The Food and Drug Administration (FDA) approved Moderna and Pfizer’s COVID-19 vaccines for booster shot use for adults in the U.S., the agency announced Friday,

The announcement was made just two months after the FDA first rejected the White House’s plan to administer booster shots to all adults the week of Sept. 20. FDA Acting Commissioner Janet Woodcock approved the booster without holding the usual public meeting to review the data, and the Centers for Disease Control and Prevention (CDC) will meet Friday afternoon to discuss the authorization, according to the FDA press release.

“Throughout the course of the COVID-19 pandemic, the FDA has worked to make timely public health decisions as the pandemic evolves.
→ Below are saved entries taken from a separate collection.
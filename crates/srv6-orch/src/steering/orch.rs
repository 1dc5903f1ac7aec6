//! Steering table orchestration logic.

use super::types::{SteeringKey, SteeringRule, TrafficType};
use crate::audit::{AuditCategory, AuditRecord};
use crate::audit_log;
use crate::error::SrError;
use crate::policy::PolicyIndex;
use sr_types::IpAddress;
use std::collections::HashMap;

#[derive(Debug, Clone, Default)]
pub struct SteeringOrchStats {
    pub rules_created: u64,
    pub rules_removed: u64,
}

/// Steering table: L3 longest-prefix and L2 per-interface rules
/// targeting SR policies.
///
/// A reverse per-interface index lets interface-removal events tear
/// down L2 rules without a full-table scan. Reference counts per
/// target policy back the policy-in-use check on policy deletion.
#[derive(Debug, Default)]
pub struct SteeringOrch {
    rules: HashMap<SteeringKey, SteeringRule>,
    l2_by_interface: HashMap<u32, SteeringKey>,
    policy_refs: HashMap<PolicyIndex, usize>,
    stats: SteeringOrchStats,
}

impl SteeringOrch {
    pub fn new() -> Self {
        Self::default()
    }

    pub fn stats(&self) -> &SteeringOrchStats {
        &self.stats
    }

    pub fn len(&self) -> usize {
        self.rules.len()
    }

    pub fn is_empty(&self) -> bool {
        self.rules.is_empty()
    }

    pub fn get(&self, key: &SteeringKey) -> Option<&SteeringRule> {
        self.rules.get(key)
    }

    pub fn iter(&self) -> impl Iterator<Item = &SteeringRule> {
        self.rules.values()
    }

    /// Number of steering rules targeting the given policy.
    pub fn policy_ref_count(&self, policy: PolicyIndex) -> usize {
        self.policy_refs.get(&policy).copied().unwrap_or(0)
    }

    /// Inserts a rule. Duplicate keys are rejected rather than
    /// replaced; callers must remove before re-adding.
    pub fn add(&mut self, key: SteeringKey, policy: PolicyIndex) -> Result<(), SrError> {
        if self.rules.contains_key(&key) {
            return Err(SrError::DuplicateSteeringKey(key.to_string()));
        }
        let rule = SteeringRule {
            key,
            traffic_type: key.traffic_type(),
            policy,
        };
        if let SteeringKey::L2 { if_index } = key {
            self.l2_by_interface.insert(if_index, key);
        }
        self.rules.insert(key, rule);
        *self.policy_refs.entry(policy).or_insert(0) += 1;
        self.stats.rules_created += 1;

        audit_log!(
            AuditRecord::new(AuditCategory::NetworkConfig, "SteeringOrch", "steer_add")
                .with_object_id(key.to_string())
                .with_object_type("steering_rule")
                .with_details(serde_json::json!({
                    "policy": policy,
                    "traffic_type": rule.traffic_type.as_u8(),
                }))
        );
        Ok(())
    }

    pub fn del(&mut self, key: &SteeringKey) -> Result<(), SrError> {
        let rule = self
            .rules
            .remove(key)
            .ok_or(SrError::SteeringRuleNotFound)?;
        if let SteeringKey::L2 { if_index } = key {
            self.l2_by_interface.remove(if_index);
        }
        self.unref_policy(rule.policy);
        self.stats.rules_removed += 1;

        audit_log!(
            AuditRecord::new(AuditCategory::NetworkConfig, "SteeringOrch", "steer_del")
                .with_object_id(key.to_string())
                .with_object_type("steering_rule")
        );
        Ok(())
    }

    /// Most-specific L3 match for an address within a routing table.
    pub fn classify_l3(&self, address: &IpAddress, fib_table: u32) -> Option<PolicyIndex> {
        self.rules
            .values()
            .filter_map(|rule| match rule.key {
                SteeringKey::L3 { prefix, fib_table: t }
                    if t == fib_table && prefix.contains(address) =>
                {
                    Some((prefix.prefix_len(), rule.policy))
                }
                _ => None,
            })
            .max_by_key(|(len, _)| *len)
            .map(|(_, policy)| policy)
    }

    /// Exact L2 match on the attachment interface.
    pub fn classify_l2(&self, if_index: u32) -> Option<PolicyIndex> {
        self.l2_by_interface
            .get(&if_index)
            .and_then(|key| self.rules.get(key))
            .map(|rule| rule.policy)
    }

    /// Cascade-removes the L2 rule attached to a removed interface.
    /// Returns the rule that was torn down, if any.
    pub fn on_interface_removed(&mut self, if_index: u32) -> Option<SteeringRule> {
        let key = self.l2_by_interface.remove(&if_index)?;
        let rule = self.rules.remove(&key)?;
        self.unref_policy(rule.policy);
        self.stats.rules_removed += 1;

        audit_log!(
            AuditRecord::new(AuditCategory::NetworkConfig, "SteeringOrch", "steer_del")
                .with_object_id(key.to_string())
                .with_object_type("steering_rule")
                .with_details(serde_json::json!({ "reason": "interface_removed" }))
        );
        Some(rule)
    }

    fn unref_policy(&mut self, policy: PolicyIndex) {
        if let Some(count) = self.policy_refs.get_mut(&policy) {
            *count -= 1;
            if *count == 0 {
                self.policy_refs.remove(&policy);
            }
        }
    }
}
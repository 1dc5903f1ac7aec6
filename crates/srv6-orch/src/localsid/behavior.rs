//! Behavior registry and built-in endpoint behaviors.
//!
//! A behavior bundles the forwarding-handle type, the management
//! representation (format/parse) and the optional lifecycle hooks for
//! one endpoint flavor. Built-ins occupy the reserved code range;
//! extensions register at [`SR_PLUGIN_CODE_BASE`] and above.

use super::types::{
    BehaviorCode, BehaviorParams, LocalSid, SR_BEHAVIOR_END, SR_BEHAVIOR_END_DT4,
    SR_BEHAVIOR_END_DT6, SR_BEHAVIOR_END_DX2, SR_BEHAVIOR_END_DX4, SR_BEHAVIOR_END_DX6,
    SR_BEHAVIOR_END_T, SR_BEHAVIOR_END_X, SR_PLUGIN_CODE_BASE,
};
use crate::error::SrError;
use crate::fwd::FwdType;
use sr_types::{IpAddress, VlanId};
use std::collections::HashMap;
use std::sync::Arc;

/// Endpoint behavior contract.
///
/// `parse` turns a management-surface parameter string into typed
/// parameters; `format` is its inverse for display. The lifecycle
/// hooks receive a mutable view of the entry and may populate or
/// release its `plugin_mem`.
pub trait SrBehavior: Send + Sync {
    fn name(&self) -> &str;

    /// Forwarding-handle type acquired for entries of this behavior.
    fn fwd_type(&self) -> FwdType;

    fn format(&self, entry: &LocalSid) -> String;

    fn parse(&self, input: &str) -> Result<BehaviorParams, SrError>;

    fn validate(&self, params: &BehaviorParams) -> Result<(), SrError>;

    /// Called with the fully built entry before it becomes visible to
    /// lookups. A failure discards the entry.
    fn on_create(&self, _entry: &mut LocalSid) -> Result<(), String> {
        Ok(())
    }

    /// Called before the entry is detached. A failure is surfaced as a
    /// warning and does not block the removal.
    fn on_remove(&self, _entry: &mut LocalSid) -> Result<(), String> {
        Ok(())
    }
}

/// Registry of behaviors keyed by numeric code, with a name index.
pub struct BehaviorRegistry {
    by_code: HashMap<BehaviorCode, Arc<dyn SrBehavior>>,
    by_name: HashMap<String, BehaviorCode>,
}

impl BehaviorRegistry {
    /// Registry populated with the built-in endpoint behaviors.
    pub fn with_builtins() -> Self {
        let mut registry = Self {
            by_code: HashMap::new(),
            by_name: HashMap::new(),
        };
        let builtins: [(BehaviorCode, Arc<dyn SrBehavior>); 8] = [
            (SR_BEHAVIOR_END, Arc::new(EndBehavior)),
            (
                SR_BEHAVIOR_END_X,
                Arc::new(XConnectBehavior {
                    name: "End.X",
                    l2: false,
                }),
            ),
            (
                SR_BEHAVIOR_END_T,
                Arc::new(TableBehavior { name: "End.T" }),
            ),
            (
                SR_BEHAVIOR_END_DX2,
                Arc::new(XConnectBehavior {
                    name: "End.DX2",
                    l2: true,
                }),
            ),
            (
                SR_BEHAVIOR_END_DX6,
                Arc::new(XConnectBehavior {
                    name: "End.DX6",
                    l2: false,
                }),
            ),
            (
                SR_BEHAVIOR_END_DX4,
                Arc::new(XConnectBehavior {
                    name: "End.DX4",
                    l2: false,
                }),
            ),
            (
                SR_BEHAVIOR_END_DT6,
                Arc::new(TableBehavior { name: "End.DT6" }),
            ),
            (
                SR_BEHAVIOR_END_DT4,
                Arc::new(TableBehavior { name: "End.DT4" }),
            ),
        ];
        for (code, behavior) in builtins {
            // Built-in names and codes are distinct by construction.
            let _ = registry.insert(code, behavior);
        }
        registry
    }

    /// Registers an external behavior. The code must be outside the
    /// reserved built-in range, and both name and code must be unused.
    pub fn register(
        &mut self,
        code: BehaviorCode,
        behavior: Arc<dyn SrBehavior>,
    ) -> Result<(), SrError> {
        if code < SR_PLUGIN_CODE_BASE {
            return Err(SrError::ReservedBehaviorCode(code));
        }
        self.insert(code, behavior)
    }

    fn insert(&mut self, code: BehaviorCode, behavior: Arc<dyn SrBehavior>) -> Result<(), SrError> {
        if self.by_code.contains_key(&code) {
            return Err(SrError::DuplicateBehaviorCode(code));
        }
        let name = behavior.name().to_string();
        if self.by_name.contains_key(&name) {
            return Err(SrError::DuplicateBehaviorName(name));
        }
        self.by_name.insert(name, code);
        self.by_code.insert(code, behavior);
        Ok(())
    }

    pub fn get(&self, code: BehaviorCode) -> Option<&Arc<dyn SrBehavior>> {
        self.by_code.get(&code)
    }

    pub fn code_by_name(&self, name: &str) -> Option<BehaviorCode> {
        self.by_name.get(name).copied()
    }

    pub fn len(&self) -> usize {
        self.by_code.len()
    }

    pub fn is_empty(&self) -> bool {
        self.by_code.is_empty()
    }
}

/// End: continue segment processing at this node.
struct EndBehavior;

impl SrBehavior for EndBehavior {
    fn name(&self) -> &str {
        "End"
    }

    fn fwd_type(&self) -> FwdType {
        FwdType::SR_LOCALSID
    }

    fn format(&self, _entry: &LocalSid) -> String {
        String::new()
    }

    fn parse(&self, input: &str) -> Result<BehaviorParams, SrError> {
        if input.trim().is_empty() {
            Ok(BehaviorParams::None)
        } else {
            Err(SrError::InvalidParams(format!(
                "End takes no parameters, got {:?}",
                input
            )))
        }
    }

    fn validate(&self, params: &BehaviorParams) -> Result<(), SrError> {
        match params {
            BehaviorParams::None => Ok(()),
            other => Err(SrError::InvalidParams(format!(
                "End takes no parameters, got {:?}",
                other
            ))),
        }
    }
}

/// Cross-connect behaviors (End.X, End.DX2, End.DX4, End.DX6): strip
/// segment processing and transmit on an interface towards a next hop.
struct XConnectBehavior {
    name: &'static str,
    /// L2 cross-connect admits an optional VLAN tag.
    l2: bool,
}

impl SrBehavior for XConnectBehavior {
    fn name(&self) -> &str {
        self.name
    }

    fn fwd_type(&self) -> FwdType {
        FwdType::INTERFACE_TX
    }

    fn format(&self, entry: &LocalSid) -> String {
        match &entry.params {
            BehaviorParams::CrossConnect {
                if_index,
                next_hop,
                vlan: Some(vlan),
            } => format!("{} {} vlan {}", if_index, next_hop, vlan),
            BehaviorParams::CrossConnect {
                if_index, next_hop, ..
            } => format!("{} {}", if_index, next_hop),
            other => format!("<invalid params {:?}>", other),
        }
    }

    /// `<if_index> <next_hop> [vlan <id>]`
    fn parse(&self, input: &str) -> Result<BehaviorParams, SrError> {
        let tokens: Vec<&str> = input.split_whitespace().collect();
        let (if_index, next_hop) = match tokens.as_slice() {
            [if_index, next_hop] | [if_index, next_hop, "vlan", _] => (*if_index, *next_hop),
            _ => {
                return Err(SrError::InvalidParams(format!(
                    "{} expects '<if_index> <next_hop> [vlan <id>]'",
                    self.name
                )))
            }
        };
        let if_index: u32 = if_index
            .parse()
            .map_err(|_| SrError::InvalidParams(format!("bad interface index {:?}", if_index)))?;
        let next_hop: IpAddress = next_hop
            .parse()
            .map_err(|_| SrError::InvalidParams(format!("bad next hop {:?}", next_hop)))?;
        let vlan = match tokens.as_slice() {
            [_, _, "vlan", vlan] => Some(
                vlan.parse::<u16>()
                    .ok()
                    .and_then(|v| VlanId::new(v).ok())
                    .ok_or_else(|| SrError::InvalidParams(format!("bad vlan {:?}", vlan)))?,
            ),
            _ => None,
        };
        let params = BehaviorParams::CrossConnect {
            if_index,
            next_hop,
            vlan,
        };
        self.validate(&params)?;
        Ok(params)
    }

    fn validate(&self, params: &BehaviorParams) -> Result<(), SrError> {
        match params {
            BehaviorParams::CrossConnect { vlan: Some(_), .. } if !self.l2 => {
                Err(SrError::InvalidParams(format!(
                    "{} does not take a vlan",
                    self.name
                )))
            }
            BehaviorParams::CrossConnect { .. } => Ok(()),
            other => Err(SrError::InvalidParams(format!(
                "{} expects cross-connect parameters, got {:?}",
                self.name, other
            ))),
        }
    }
}

/// Table-lookup behaviors (End.T, End.DT4, End.DT6): continue with a
/// lookup in a specific routing table.
struct TableBehavior {
    name: &'static str,
}

impl SrBehavior for TableBehavior {
    fn name(&self) -> &str {
        self.name
    }

    fn fwd_type(&self) -> FwdType {
        FwdType::TABLE_LOOKUP
    }

    fn format(&self, entry: &LocalSid) -> String {
        match &entry.params {
            BehaviorParams::TableLookup { table_id } => table_id.to_string(),
            other => format!("<invalid params {:?}>", other),
        }
    }

    fn parse(&self, input: &str) -> Result<BehaviorParams, SrError> {
        let table_id: u32 = input
            .trim()
            .parse()
            .map_err(|_| SrError::InvalidParams(format!("{} expects '<table_id>'", self.name)))?;
        Ok(BehaviorParams::TableLookup { table_id })
    }

    fn validate(&self, params: &BehaviorParams) -> Result<(), SrError> {
        match params {
            BehaviorParams::TableLookup { .. } => Ok(()),
            other => Err(SrError::InvalidParams(format!(
                "{} expects a table id, got {:?}",
                self.name, other
            ))),
        }
    }
}

#[cfg(test)]
mod tests {
    use super::*;
    use pretty_assertions::assert_eq;

    struct FakeBehavior(&'static str);

    impl SrBehavior for FakeBehavior {
        fn name(&self) -> &str {
            self.0
        }
        fn fwd_type(&self) -> FwdType {
            FwdType::FIRST_EXTERNAL
        }
        fn format(&self, _entry: &LocalSid) -> String {
            String::new()
        }
        fn parse(&self, _input: &str) -> Result<BehaviorParams, SrError> {
            Ok(BehaviorParams::None)
        }
        fn validate(&self, _params: &BehaviorParams) -> Result<(), SrError> {
            Ok(())
        }
    }

    #[test]
    fn test_builtins_present() {
        let registry = BehaviorRegistry::with_builtins();
        assert_eq!(registry.len(), 8);
        assert_eq!(registry.code_by_name("End"), Some(SR_BEHAVIOR_END));
        assert_eq!(registry.code_by_name("End.DT4"), Some(SR_BEHAVIOR_END_DT4));
        assert!(registry.get(SR_BEHAVIOR_END_X).is_some());
    }

    #[test]
    fn test_register_below_plugin_base_rejected() {
        let mut registry = BehaviorRegistry::with_builtins();
        let result = registry.register(SR_PLUGIN_CODE_BASE - 1, Arc::new(FakeBehavior("uN")));
        assert_eq!(
            result,
            Err(SrError::ReservedBehaviorCode(SR_PLUGIN_CODE_BASE - 1))
        );
    }

    #[test]
    fn test_register_duplicate_name_and_code() {
        let mut registry = BehaviorRegistry::with_builtins();
        registry
            .register(100, Arc::new(FakeBehavior("uN.plug")))
            .unwrap();

        assert_eq!(
            registry.register(100, Arc::new(FakeBehavior("uN.other"))),
            Err(SrError::DuplicateBehaviorCode(100))
        );
        assert_eq!(
            registry.register(101, Arc::new(FakeBehavior("uN.plug"))),
            Err(SrError::DuplicateBehaviorName("uN.plug".to_string()))
        );
    }

    #[test]
    fn test_xconnect_parse_format() {
        let behavior = XConnectBehavior {
            name: "End.X",
            l2: false,
        };
        let params = behavior.parse("4 2001:db8::1").unwrap();
        assert_eq!(
            params,
            BehaviorParams::CrossConnect {
                if_index: 4,
                next_hop: "2001:db8::1".parse().unwrap(),
                vlan: None,
            }
        );
        assert!(behavior.parse("4").is_err());
        // L3 cross-connect rejects a vlan.
        assert!(behavior.parse("4 2001:db8::1 vlan 100").is_err());
    }

    #[test]
    fn test_dx2_accepts_vlan() {
        let behavior = XConnectBehavior {
            name: "End.DX2",
            l2: true,
        };
        let params = behavior.parse("7 10.0.0.1 vlan 100").unwrap();
        match params {
            BehaviorParams::CrossConnect { vlan: Some(v), .. } => assert_eq!(v.as_u16(), 100),
            other => panic!("unexpected params {:?}", other),
        }
    }

    #[test]
    fn test_table_parse() {
        let behavior = TableBehavior { name: "End.DT6" };
        assert_eq!(
            behavior.parse(" 42 ").unwrap(),
            BehaviorParams::TableLookup { table_id: 42 }
        );
        assert!(behavior.parse("fast").is_err());
    }

    #[test]
    fn test_end_rejects_params() {
        let behavior = EndBehavior;
        assert_eq!(behavior.parse("").unwrap(), BehaviorParams::None);
        assert!(behavior.parse("42").is_err());
        assert!(behavior
            .validate(&BehaviorParams::TableLookup { table_id: 0 })
            .is_err());
    }
}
COVID-19 vaccines have proven to be the best and highly effective defense against COVID-19,” Woodcock said in the press release.

“Authorizing the use of a single booster dose of either the Moderna or Pfizer-BioNTech COVID-19 vaccine for individuals 18 years of age and older helps to provide continued protection against COVID-19, including the serious consequences that can occur, such as hospitalization and death,” Woodcock added.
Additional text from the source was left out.